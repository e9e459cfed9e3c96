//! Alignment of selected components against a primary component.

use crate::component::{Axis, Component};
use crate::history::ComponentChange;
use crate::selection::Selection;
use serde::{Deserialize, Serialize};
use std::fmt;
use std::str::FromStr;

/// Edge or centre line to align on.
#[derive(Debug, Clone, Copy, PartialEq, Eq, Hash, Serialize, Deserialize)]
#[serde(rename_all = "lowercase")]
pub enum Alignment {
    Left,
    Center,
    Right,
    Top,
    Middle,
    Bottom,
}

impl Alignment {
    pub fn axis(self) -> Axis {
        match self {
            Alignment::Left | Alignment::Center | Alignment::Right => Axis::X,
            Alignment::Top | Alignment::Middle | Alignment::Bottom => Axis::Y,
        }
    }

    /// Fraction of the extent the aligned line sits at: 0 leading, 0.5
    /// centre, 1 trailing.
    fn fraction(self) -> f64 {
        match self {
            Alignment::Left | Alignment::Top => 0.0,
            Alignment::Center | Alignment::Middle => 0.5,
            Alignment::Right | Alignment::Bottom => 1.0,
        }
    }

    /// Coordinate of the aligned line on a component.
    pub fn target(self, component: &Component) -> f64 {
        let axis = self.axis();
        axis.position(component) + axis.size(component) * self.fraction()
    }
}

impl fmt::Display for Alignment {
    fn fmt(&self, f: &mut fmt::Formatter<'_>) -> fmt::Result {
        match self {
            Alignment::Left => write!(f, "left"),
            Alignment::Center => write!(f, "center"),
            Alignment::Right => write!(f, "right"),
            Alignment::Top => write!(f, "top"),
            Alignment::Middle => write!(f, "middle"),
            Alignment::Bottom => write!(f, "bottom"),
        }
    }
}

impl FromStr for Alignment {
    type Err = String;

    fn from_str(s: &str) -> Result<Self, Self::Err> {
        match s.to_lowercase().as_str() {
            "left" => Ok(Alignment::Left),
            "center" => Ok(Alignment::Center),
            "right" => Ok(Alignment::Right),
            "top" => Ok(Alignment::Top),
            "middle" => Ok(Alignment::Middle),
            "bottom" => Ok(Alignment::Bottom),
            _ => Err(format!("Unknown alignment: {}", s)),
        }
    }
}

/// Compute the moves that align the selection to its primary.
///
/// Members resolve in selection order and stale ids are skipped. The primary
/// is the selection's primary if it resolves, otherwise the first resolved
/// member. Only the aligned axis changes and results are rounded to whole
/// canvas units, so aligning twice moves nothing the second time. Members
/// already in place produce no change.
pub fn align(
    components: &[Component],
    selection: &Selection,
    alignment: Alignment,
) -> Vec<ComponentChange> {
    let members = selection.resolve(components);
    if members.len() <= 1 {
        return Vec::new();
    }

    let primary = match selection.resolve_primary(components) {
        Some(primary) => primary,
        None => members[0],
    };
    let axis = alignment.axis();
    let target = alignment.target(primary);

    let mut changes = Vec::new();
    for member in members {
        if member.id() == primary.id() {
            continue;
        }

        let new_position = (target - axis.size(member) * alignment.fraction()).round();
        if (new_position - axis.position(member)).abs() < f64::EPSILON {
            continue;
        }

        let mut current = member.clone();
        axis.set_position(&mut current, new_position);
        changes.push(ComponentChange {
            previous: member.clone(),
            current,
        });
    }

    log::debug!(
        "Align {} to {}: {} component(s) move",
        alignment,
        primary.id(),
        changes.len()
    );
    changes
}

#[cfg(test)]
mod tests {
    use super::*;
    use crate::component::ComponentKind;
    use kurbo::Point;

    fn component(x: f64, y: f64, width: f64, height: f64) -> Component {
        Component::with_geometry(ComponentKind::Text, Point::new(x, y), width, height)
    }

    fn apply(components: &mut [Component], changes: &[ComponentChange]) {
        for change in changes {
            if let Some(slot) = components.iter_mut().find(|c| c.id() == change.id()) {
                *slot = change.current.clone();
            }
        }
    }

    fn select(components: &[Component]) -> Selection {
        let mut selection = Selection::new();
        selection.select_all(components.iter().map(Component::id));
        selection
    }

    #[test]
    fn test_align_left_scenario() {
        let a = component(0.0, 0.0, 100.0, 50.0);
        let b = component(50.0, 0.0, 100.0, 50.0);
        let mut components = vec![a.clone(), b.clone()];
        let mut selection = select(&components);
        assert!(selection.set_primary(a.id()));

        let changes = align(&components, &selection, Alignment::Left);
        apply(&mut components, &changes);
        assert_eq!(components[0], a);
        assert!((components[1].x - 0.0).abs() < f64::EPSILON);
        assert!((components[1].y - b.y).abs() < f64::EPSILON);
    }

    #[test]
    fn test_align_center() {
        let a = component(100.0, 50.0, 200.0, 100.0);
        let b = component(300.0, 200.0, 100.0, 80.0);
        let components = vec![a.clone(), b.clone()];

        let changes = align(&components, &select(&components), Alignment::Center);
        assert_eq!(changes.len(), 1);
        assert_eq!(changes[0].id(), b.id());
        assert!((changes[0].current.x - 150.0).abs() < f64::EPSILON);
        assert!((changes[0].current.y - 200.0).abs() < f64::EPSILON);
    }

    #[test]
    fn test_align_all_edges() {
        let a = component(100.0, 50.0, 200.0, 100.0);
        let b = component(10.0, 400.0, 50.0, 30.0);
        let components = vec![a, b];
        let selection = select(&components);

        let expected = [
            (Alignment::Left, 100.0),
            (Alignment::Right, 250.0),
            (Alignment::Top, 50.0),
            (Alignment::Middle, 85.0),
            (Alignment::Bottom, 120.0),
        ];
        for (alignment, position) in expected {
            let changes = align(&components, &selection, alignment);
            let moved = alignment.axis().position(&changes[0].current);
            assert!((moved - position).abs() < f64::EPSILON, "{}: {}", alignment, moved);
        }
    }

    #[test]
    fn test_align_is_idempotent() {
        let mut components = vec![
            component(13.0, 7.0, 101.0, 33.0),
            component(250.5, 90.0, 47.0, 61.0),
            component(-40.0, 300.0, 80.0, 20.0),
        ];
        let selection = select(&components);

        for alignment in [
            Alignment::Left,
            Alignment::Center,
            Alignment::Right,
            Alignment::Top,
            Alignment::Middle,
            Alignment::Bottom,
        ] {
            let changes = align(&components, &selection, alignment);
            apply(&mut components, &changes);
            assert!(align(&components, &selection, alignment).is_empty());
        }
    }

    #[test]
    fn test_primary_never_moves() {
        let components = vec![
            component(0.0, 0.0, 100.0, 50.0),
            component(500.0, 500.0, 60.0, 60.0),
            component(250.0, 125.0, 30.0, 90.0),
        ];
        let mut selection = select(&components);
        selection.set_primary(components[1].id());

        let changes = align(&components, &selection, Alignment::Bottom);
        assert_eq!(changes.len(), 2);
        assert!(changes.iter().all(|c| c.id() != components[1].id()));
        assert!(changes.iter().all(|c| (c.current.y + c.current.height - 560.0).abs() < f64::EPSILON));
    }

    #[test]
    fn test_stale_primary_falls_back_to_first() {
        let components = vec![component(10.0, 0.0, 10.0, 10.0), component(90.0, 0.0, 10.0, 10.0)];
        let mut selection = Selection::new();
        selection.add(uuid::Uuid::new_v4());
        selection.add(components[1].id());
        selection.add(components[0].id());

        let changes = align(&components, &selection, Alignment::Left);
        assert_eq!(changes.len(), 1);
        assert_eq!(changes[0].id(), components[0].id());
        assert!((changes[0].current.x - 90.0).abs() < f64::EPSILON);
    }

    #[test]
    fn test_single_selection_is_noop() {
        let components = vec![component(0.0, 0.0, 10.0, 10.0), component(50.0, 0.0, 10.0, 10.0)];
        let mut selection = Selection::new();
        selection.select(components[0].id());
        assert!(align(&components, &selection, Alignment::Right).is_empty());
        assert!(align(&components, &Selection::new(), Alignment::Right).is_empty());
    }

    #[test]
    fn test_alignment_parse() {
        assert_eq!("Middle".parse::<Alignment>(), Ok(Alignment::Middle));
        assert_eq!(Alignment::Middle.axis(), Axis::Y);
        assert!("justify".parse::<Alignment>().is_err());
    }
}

□ □ □ □ □ □ □

▸ Directions: The answer consists of every line above in which the word "impl" occurs.

▸ Task result:
impl Alignment {
impl fmt::Display for Alignment {
impl FromStr for Alignment {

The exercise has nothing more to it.